Réel et fiction à la chaîne

Un coup de cœur du Carnet

Fanny GARIN, Des tueries et un film, Sabot, 2023, 136 p., 12 €, ISBN : 978-2-492352-13-3

garin des tueries et un film« C’est cela la fiction, ce corps mou, spongieux et rose pâle de porc aux pieds noirs. C’est cela la fiction, le polar, des fleurs jetées au corps du porc, des fleurs jetées autour et déjà fanées, flétries. On imagine n’importe quoi. »

L’opus Des tueries et un film, de Fanny Garin, sous-titré « poème dramatique et documentaire », explose les digues de la représentation, aggrave la tension entre fiction et réel. Oscillant entre scénario de film, pièce de théâtre, poème, notes, ce livre est, littéralement, inclassable. Nulle autre voix que celle de Fanny Garin n’aurait pu livrer cette espèce de « polar sanglant agro-industriel ». Nulle autre maison d’édition que Le sabot, dont l’objectif est d’ « intervenir sur le monde et le dire sans passivité », n’aurait pu l’accueillir.
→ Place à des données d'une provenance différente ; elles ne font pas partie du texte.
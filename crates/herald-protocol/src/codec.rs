//! Encoding and decoding for socket frames and bus payloads.
//!
//! Socket frames are always JSON text. Bus payloads use the codec selected in
//! configuration: JSON for interoperability with the chat services, or
//! MessagePack when every producer on the bus is a Herald process.

use bytes::Bytes;
use serde::{Deserialize, Serialize};
use thiserror::Error;

use crate::frames::{ClientFrame, DomainEvent, ServerFrame};

/// Maximum accepted size of an inbound frame or bus payload (1 MiB).
pub const MAX_FRAME_SIZE: usize = 1024 * 1024;

/// Protocol errors that can occur during encoding/decoding.
#[derive(Debug, Error)]
pub enum ProtocolError {
    /// Frame exceeds maximum size.
    #[error("Frame size {0} exceeds maximum {MAX_FRAME_SIZE}")]
    FrameTooLarge(usize),

    /// JSON encoding or decoding error.
    #[error("JSON error: {0}")]
    Json(#[from] serde_json::Error),

    /// MessagePack encoding error.
    #[error("Encoding error: {0}")]
    Encode(#[from] rmp_serde::encode::Error),

    /// MessagePack decoding error.
    #[error("Decoding error: {0}")]
    Decode(#[from] rmp_serde::decode::Error),
}

/// Encode a server frame as JSON text.
///
/// # Errors
///
/// Returns an error if serialization fails.
pub fn encode_frame(frame: &ServerFrame) -> Result<String, ProtocolError> {
    Ok(serde_json::to_string(frame)?)
}

/// Decode a client frame from JSON text.
///
/// # Errors
///
/// Returns an error if the text is too large or not a valid frame.
pub fn decode_frame(text: &str) -> Result<ClientFrame, ProtocolError> {
    if text.len() > MAX_FRAME_SIZE {
        return Err(ProtocolError::FrameTooLarge(text.len()));
    }
    Ok(serde_json::from_str(text)?)
}

/// Serialization used for events on the shared bus.
#[derive(Debug, Clone, Copy, Default, PartialEq, Eq, Serialize, Deserialize)]
#[serde(rename_all = "lowercase")]
pub enum BusCodec {
    /// `{"event": ..., "data": ...}` JSON envelope.
    #[default]
    Json,
    /// The same envelope as named MessagePack.
    Msgpack,
}

impl BusCodec {
    /// Encode an event for publishing.
    ///
    /// # Errors
    ///
    /// Returns an error if serialization fails.
    pub fn encode(&self, event: &DomainEvent) -> Result<Bytes, ProtocolError> {
        let data = match self {
            BusCodec::Json => serde_json::to_vec(event)?,
            BusCodec::Msgpack => rmp_serde::to_vec_named(event)?,
        };
        Ok(Bytes::from(data))
    }

    /// Decode an event received from the bus.
    ///
    /// # Errors
    ///
    /// Returns an error if the payload is too large or malformed.
    pub fn decode(&self, data: &[u8]) -> Result<DomainEvent, ProtocolError> {
        if data.len() > MAX_FRAME_SIZE {
            return Err(ProtocolError::FrameTooLarge(data.len()));
        }
        let event = match self {
            BusCodec::Json => serde_json::from_slice(data)?,
            BusCodec::Msgpack => rmp_serde::from_slice(data)?,
        };
        Ok(event)
    }

    /// Codec name as used in configuration.
    #[must_use]
    pub fn name(&self) -> &'static str {
        match self {
            BusCodec::Json => "json",
            BusCodec::Msgpack => "msgpack",
        }
    }
}
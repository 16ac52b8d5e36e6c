//! Liveness sweeper.
//!
//! Runs [`PresenceTracker::sweep`] on a fixed cadence in a single task, so two
//! sweeps never overlap. Ticks missed while a sweep is still running are
//! skipped. A failed sweep is logged and retried on the next tick.

use crate::presence::PresenceTracker;
use herald_protocol::Identity;
use std::sync::Arc;
use std::time::Duration;
use tokio::sync::watch;
use tokio::task::JoinHandle;
use tokio::time::MissedTickBehavior;
use tracing::{debug, info, trace, warn};

/// Callback invoked with the identities expired by each sweep.
pub type SweepHook = Box<dyn Fn(&[Identity]) + Send + Sync>;

/// Periodic presence expiry.
pub struct Sweeper {
    tracker: Arc<PresenceTracker>,
    interval: Duration,
    on_sweep: Option<SweepHook>,
}

impl Sweeper {
    /// Create a sweeper running every `interval`.
    #[must_use]
    pub fn new(tracker: Arc<PresenceTracker>, interval: Duration) -> Self {
        Self {
            tracker,
            interval,
            on_sweep: None,
        }
    }

    /// Call `hook` after every successful sweep.
    #[must_use]
    pub fn on_sweep(mut self, hook: impl Fn(&[Identity]) + Send + Sync + 'static) -> Self {
        self.on_sweep = Some(Box::new(hook));
        self
    }

    /// Start sweeping in a background task.
    #[must_use]
    pub fn spawn(self) -> SweeperHandle {
        let (shutdown_tx, mut shutdown_rx) = watch::channel(false);

        info!(
            interval_ms = self.interval.as_millis() as u64,
            ttl_ms = self.tracker.ttl().as_millis() as u64,
            "Starting presence sweeper"
        );

        let task = tokio::spawn(async move {
            let mut ticker = tokio::time::interval(self.interval);
            ticker.set_missed_tick_behavior(MissedTickBehavior::Skip);

            loop {
                tokio::select! {
                    _ = ticker.tick() => self.run_once().await,
                    _ = shutdown_rx.changed() => break,
                }
            }

            debug!("Presence sweeper stopped");
        });

        SweeperHandle {
            shutdown: shutdown_tx,
            task,
        }
    }

    async fn run_once(&self) {
        match self.tracker.sweep().await {
            Ok(expired) => {
                if expired.is_empty() {
                    trace!("Presence sweep found nothing to expire");
                } else {
                    info!(expired = expired.len(), "Presence sweep expired identities");
                }
                if let Some(hook) = &self.on_sweep {
                    hook(&expired);
                }
            }
            Err(e) => warn!(error = %e, "Presence sweep skipped"),
        }
    }
}

/// Handle to a running sweeper.
pub struct SweeperHandle {
    shutdown: watch::Sender<bool>,
    task: JoinHandle<()>,
}

impl SweeperHandle {
    /// Stop the sweeper and wait for its task to finish.
    pub async fn shutdown(self) {
        let _ = self.shutdown.send(true);
        let _ = self.task.await;
    }
}
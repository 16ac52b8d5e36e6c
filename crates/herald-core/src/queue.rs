//! Pending notification queues.
//!
//! Notifications for identities without a live connection are kept here
//! until the identity collects them. Only the most recent entries survive.

use crate::error::BackendError;
use async_trait::async_trait;
use dashmap::DashMap;
use herald_protocol::{Identity, Notification};
use std::collections::VecDeque;
use tracing::debug;

/// Default number of notifications retained per identity.
pub const DEFAULT_RETAIN: usize = 100;

/// Per-identity store of undelivered notifications.
#[async_trait]
pub trait PendingQueue: Send + Sync {
    /// Queue a notification for its recipient, evicting the oldest entry
    /// once the retention limit is reached.
    async fn enqueue(&self, notification: Notification) -> Result<(), BackendError>;

    /// Remove and return every queued notification for `identity`,
    /// newest first.
    ///
    /// Draining is atomic: concurrent drains never return the same entry.
    async fn drain_all(&self, identity: &str) -> Result<Vec<Notification>, BackendError>;
}

/// In-process pending queue.
#[derive(Debug)]
pub struct MemoryPendingQueue {
    queues: DashMap<Identity, VecDeque<Notification>>,
    retain: usize,
}

impl MemoryPendingQueue {
    /// Create a queue keeping [`DEFAULT_RETAIN`] entries per identity.
    #[must_use]
    pub fn new() -> Self {
        Self::with_retain(DEFAULT_RETAIN)
    }

    /// Create a queue keeping up to `retain` entries per identity.
    #[must_use]
    pub fn with_retain(retain: usize) -> Self {
        Self {
            queues: DashMap::new(),
            retain: retain.max(1),
        }
    }

    /// Get the number of notifications queued for `identity`.
    #[must_use]
    pub fn pending(&self, identity: &str) -> usize {
        self.queues.get(identity).map(|q| q.len()).unwrap_or(0)
    }
}

impl Default for MemoryPendingQueue {
    fn default() -> Self {
        Self::new()
    }
}

#[async_trait]
impl PendingQueue for MemoryPendingQueue {
    async fn enqueue(&self, notification: Notification) -> Result<(), BackendError> {
        let recipient = notification.recipient.clone();
        let mut queue = self.queues.entry(recipient.clone()).or_default();

        queue.push_front(notification);
        if queue.len() > self.retain {
            queue.truncate(self.retain);
            debug!(identity = %recipient, retain = self.retain, "Pending queue full, evicted oldest");
        }

        Ok(())
    }

    async fn drain_all(&self, identity: &str) -> Result<Vec<Notification>, BackendError> {
        Ok(self
            .queues
            .remove(identity)
            .map(|(_, queue)| queue.into_iter().collect())
            .unwrap_or_default())
    }
}

#[cfg(test)]
mod tests {
    use super::*;

    fn note(recipient: &str, title: &str) -> Notification {
        Notification::new(recipient, title, "body")
    }

    fn titles(notes: &[Notification]) -> Vec<&str> {
        notes.iter().map(|n| n.title.as_str()).collect()
    }

    #[tokio::test]
    async fn test_drain_returns_newest_first_once() {
        let queue = MemoryPendingQueue::new();
        queue.enqueue(note("alice", "first")).await.unwrap();
        queue.enqueue(note("alice", "second")).await.unwrap();
        queue.enqueue(note("bob", "other")).await.unwrap();

        let drained = queue.drain_all("alice").await.unwrap();
        assert_eq!(titles(&drained), vec!["second", "first"]);

        assert!(queue.drain_all("alice").await.unwrap().is_empty());
        assert_eq!(queue.pending("bob"), 1);
    }

    #[tokio::test]
    async fn test_retains_most_recent() {
        let queue = MemoryPendingQueue::with_retain(3);
        for i in 0..5 {
            queue.enqueue(note("alice", &format!("n{i}"))).await.unwrap();
        }

        assert_eq!(queue.pending("alice"), 3);
        let drained = queue.drain_all("alice").await.unwrap();
        assert_eq!(titles(&drained), vec!["n4", "n3", "n2"]);
    }

    #[tokio::test]
    async fn test_drain_unknown_identity() {
        let queue = MemoryPendingQueue::new();
        assert!(queue.drain_all("nobody").await.unwrap().is_empty());
    }
}
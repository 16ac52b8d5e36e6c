//! # herald-core
//!
//! Connection registry, presence tracking and event fan-out for Herald.
//!
//! - **Registry** - at most one live connection per identity, per process
//! - **Presence** - global online set with heartbeat TTL and a sweeper
//! - **Bus / Bridge** - cross-process pub/sub and per-channel dispatch
//! - **Router** - delivers domain events to local connections
//! - **Queue** - pending notifications for offline identities
//!
//! ## Architecture
//!
//! ```text
//!  producers ──publish──▶ ┌───────────┐ ──subscribe──▶ ┌──────────────┐
//!                         │ EventBus  │                │ EventBridge  │
//!                         └───────────┘                └──────┬───────┘
//!                                                             ▼
//!  ┌──────────────┐   members   ┌──────────────┐   send  ┌──────────────┐
//!  │ RoomDirectory│◀────────────│ FanoutRouter │────────▶│  Registry    │
//!  └──────────────┘             └──────┬───────┘         └──────────────┘
//!                                      │ offline
//!                                      ▼
//!                               ┌──────────────┐
//!                               │ PendingQueue │
//!                               └──────────────┘
//! ```
//!
//! The in-memory backends serve a single node. With the `redis` feature,
//! [`RedisBackend`] implements every store and the bus over one server.

pub mod bridge;
pub mod bus;
pub mod connection;
pub mod error;
pub mod presence;
pub mod queue;
#[cfg(feature = "redis")]
pub mod redis_backend;
pub mod registry;
pub mod rooms;
pub mod router;
pub mod sweeper;

pub use bridge::{EventBridge, EventHandler};
pub use bus::{BusStream, EventBus, MemoryBus, DEFAULT_BUS_CAPACITY};
pub use connection::{Connection, ConnectionId, SendError};
pub use error::BackendError;
pub use presence::{
    MemoryPresenceStore, PresenceRecord, PresenceStore, PresenceTracker, DEFAULT_PRESENCE_TTL,
};
pub use queue::{MemoryPendingQueue, PendingQueue, DEFAULT_RETAIN};
#[cfg(feature = "redis")]
pub use redis_backend::RedisBackend;
pub use registry::ConnectionRegistry;
pub use rooms::{MemoryRoomDirectory, RoomDirectory};
pub use router::{Delivery, FanoutRouter};
pub use sweeper::{Sweeper, SweeperHandle};
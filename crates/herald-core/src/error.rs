//! Errors raised by storage and bus backends.

use thiserror::Error;

/// Backend errors.
///
/// Delivery failures are not errors; they surface as `false` or a zero
/// delivery count. These variants cover the shared infrastructure itself.
#[derive(Debug, Error)]
pub enum BackendError {
    /// The store or bus could not be reached.
    #[error("Backend unavailable: {0}")]
    Unavailable(String),

    /// A stored value could not be interpreted.
    #[error("Invalid stored data: {0}")]
    InvalidData(String),
}

#[cfg(feature = "redis")]
impl From<redis::RedisError> for BackendError {
    fn from(e: redis::RedisError) -> Self {
        BackendError::Unavailable(e.to_string())
    }
}
//! Metrics collection and export for Herald.
//!
//! Uses the `metrics` crate for instrumentation and exports
//! to Prometheus format.

use herald_core::Delivery;
use metrics::{counter, gauge};
use metrics_exporter_prometheus::PrometheusBuilder;
use std::net::SocketAddr;
use tracing::info;

/// Metric names.
pub mod names {
    pub const CONNECTIONS_TOTAL: &str = "herald_connections_total";
    pub const CONNECTIONS_ACTIVE: &str = "herald_connections_active";
    pub const CONNECTIONS_REJECTED: &str = "herald_connections_rejected_total";
    pub const REGISTRATIONS_TOTAL: &str = "herald_registrations_total";
    pub const EVENTS_ROUTED: &str = "herald_events_routed_total";
    pub const DELIVERIES_TOTAL: &str = "herald_deliveries_total";
    pub const NOTIFICATIONS_QUEUED: &str = "herald_notifications_queued_total";
    pub const PRESENCE_EXPIRED: &str = "herald_presence_expired_total";
    pub const MALFORMED_FRAMES: &str = "herald_malformed_frames_total";
    pub const ERRORS_TOTAL: &str = "herald_errors_total";
}

/// Describe every metric.
pub fn init_metrics() {
    metrics::describe_counter!(
        names::CONNECTIONS_TOTAL,
        "Total number of connections since server start"
    );
    metrics::describe_gauge!(
        names::CONNECTIONS_ACTIVE,
        "Current number of active connections"
    );
    metrics::describe_counter!(
        names::CONNECTIONS_REJECTED,
        "Upgrades refused by the connection limit"
    );
    metrics::describe_counter!(
        names::REGISTRATIONS_TOTAL,
        "Sockets bound to an identity"
    );
    metrics::describe_counter!(names::EVENTS_ROUTED, "Domain events routed, by event");
    metrics::describe_counter!(
        names::DELIVERIES_TOTAL,
        "Frames written to local connections"
    );
    metrics::describe_counter!(
        names::NOTIFICATIONS_QUEUED,
        "Notifications queued for offline recipients"
    );
    metrics::describe_counter!(
        names::PRESENCE_EXPIRED,
        "Identities marked offline by the sweeper"
    );
    metrics::describe_counter!(
        names::MALFORMED_FRAMES,
        "Inbound frames that could not be decoded"
    );
    metrics::describe_counter!(names::ERRORS_TOTAL, "Total number of errors");

    info!("Metrics initialized");
}

/// Start the Prometheus metrics server.
///
/// # Errors
///
/// Returns an error if the server cannot be started.
pub fn start_metrics_server(port: u16) -> Result<(), Box<dyn std::error::Error>> {
    let addr: SocketAddr = format!("0.0.0.0:{}", port).parse()?;

    PrometheusBuilder::new()
        .with_http_listener(addr)
        .install()?;

    info!("Metrics server listening on {}", addr);
    Ok(())
}

/// Record a refused upgrade.
pub fn record_rejected_connection() {
    counter!(names::CONNECTIONS_REJECTED).increment(1);
}

/// Record a socket registration.
pub fn record_registration() {
    counter!(names::REGISTRATIONS_TOTAL).increment(1);
}

/// Record the outcome of routing one event.
pub fn record_routed(event: &'static str, delivery: Delivery) {
    counter!(names::EVENTS_ROUTED, "event" => event).increment(1);
    counter!(names::DELIVERIES_TOTAL).increment(delivery.delivered as u64);
    if delivery.queued {
        counter!(names::NOTIFICATIONS_QUEUED).increment(1);
    }
}

/// Record identities expired by a sweep.
pub fn record_expired(count: usize) {
    counter!(names::PRESENCE_EXPIRED).increment(count as u64);
}

/// Record an undecodable inbound frame.
pub fn record_malformed(source: &'static str) {
    counter!(names::MALFORMED_FRAMES, "source" => source).increment(1);
}

/// Record an error.
pub fn record_error(error_type: &'static str) {
    counter!(names::ERRORS_TOTAL, "type" => error_type).increment(1);
}

/// Metrics guard that tracks a connection for its lifetime.
pub struct ConnectionMetricsGuard;

impl ConnectionMetricsGuard {
    /// Create a new metrics guard, recording a connection.
    #[must_use]
    pub fn new() -> Self {
        counter!(names::CONNECTIONS_TOTAL).increment(1);
        gauge!(names::CONNECTIONS_ACTIVE).increment(1.0);
        Self
    }
}

impl Default for ConnectionMetricsGuard {
    fn default() -> Self {
        Self::new()
    }
}

impl Drop for ConnectionMetricsGuard {
    fn drop(&mut self) {
        gauge!(names::CONNECTIONS_ACTIVE).decrement(1.0);
    }
}
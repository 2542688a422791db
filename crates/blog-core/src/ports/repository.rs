use async_trait::async_trait;
use uuid::Uuid;

use crate::domain::{BlogPost, BlogPostChanges, NewBlogPost};
use crate::error::RepoError;

/// Generic repository trait defining lookup and removal by id.
#[async_trait]
pub trait BaseRepository<T, ID>: Send + Sync {
    /// Find an entity by its unique ID.
    async fn find_by_id(&self, id: ID) -> Result<Option<T>, RepoError>;

    /// Delete an entity by its ID. Fails with [`RepoError::NotFound`] when nothing matched.
    async fn delete(&self, id: ID) -> Result<(), RepoError>;
}

/// Blog post repository.
#[async_trait]
pub trait BlogPostRepository: BaseRepository<BlogPost, Uuid> {
    /// All posts, oldest first.
    async fn list(&self) -> Result<Vec<BlogPost>, RepoError>;

    /// Persist a new post. The store assigns `id` and `created`.
    async fn create(&self, post: NewBlogPost) -> Result<BlogPost, RepoError>;

    /// Apply `changes` and return the merged post.
    async fn update(&self, id: Uuid, changes: BlogPostChanges) -> Result<BlogPost, RepoError>;
}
L’unité de lieu du livre est claire : un abattoir. À l’intérieur, autour, dehors, des êtres vivants y vivent, y meurent. Y sont torturés, y sont désanimalisés. Meurent sous les coups d’une main humaine, elle-même déshumanisée, assujettie au capitalisme dont le « cerveau » va jusqu’à délocaliser l’entreprise – autre façon de dire que le problème sera déplacé ailleurs. C’est aussi une boucle sans fin, celle de la dissonance cognitive, qui est ici mise à nu, mise à cru jusqu’à l’éventration. C’est aussi l’histoire d’une grève pour protester contre des conditions de travail infâmes. Imaginer une grève de la faim des employés d’un abattoir : la charge métaphorique est si puissante qu’elle semble irréelle – et pourtant. C’est là tout le nœud gordien du livre de Fanny Garin : comment recourir à l’imagination quand tout est déjà  ?

on sent que l’auteureee
elle aussi elle veut une maison et des baskets pour ses enfants et puis
ça manque de poésie tu trouves pas c’est
réel
trop réel c’est trop 

Dissonance cognitive entre le réel et la fiction eux-mêmes, comme s’ils cessaient d’être des abstractions. Hétérogénéité des voix, polyphonie : les personnages, fantoches, imaginaires ou témoins, défilent devant une caméra ou un plateau de théâtre. La metteuse en scène ou la réalisatrice, Yuhanne Dark, caméra à l’épaule, suit à la trace leurs moindres gestes où bat encore la vie, sensuelle, en contrepoint des violences infligées aux animaux de l’abattoir.

Plongé dans une sorte de flou, la lectrice ou le lecteur tente de prendre appui sur les notes fournies par l’auteureee (il faudrait tel ou tel plan, filmer ceci et inclure cela dans le montage,…), de laquelle on ne saura rien sinon qu’elle « a l’air de vouloir s’adresser au public ». Ces éléments rendent indécidable la position que nous occupons : devenons-nous Yuhanne Dark ?

Des tueries et un film, dédié à la réalisatrice Yohanna Czaniewski, est une prouesse esthétique et conceptuelle (à défaut d’un autre mot), qui prend le risque de la fragilité et de la puissance (à défauts d’autres mots) – et qui, en virtuose, ne se casse jamais la gueule.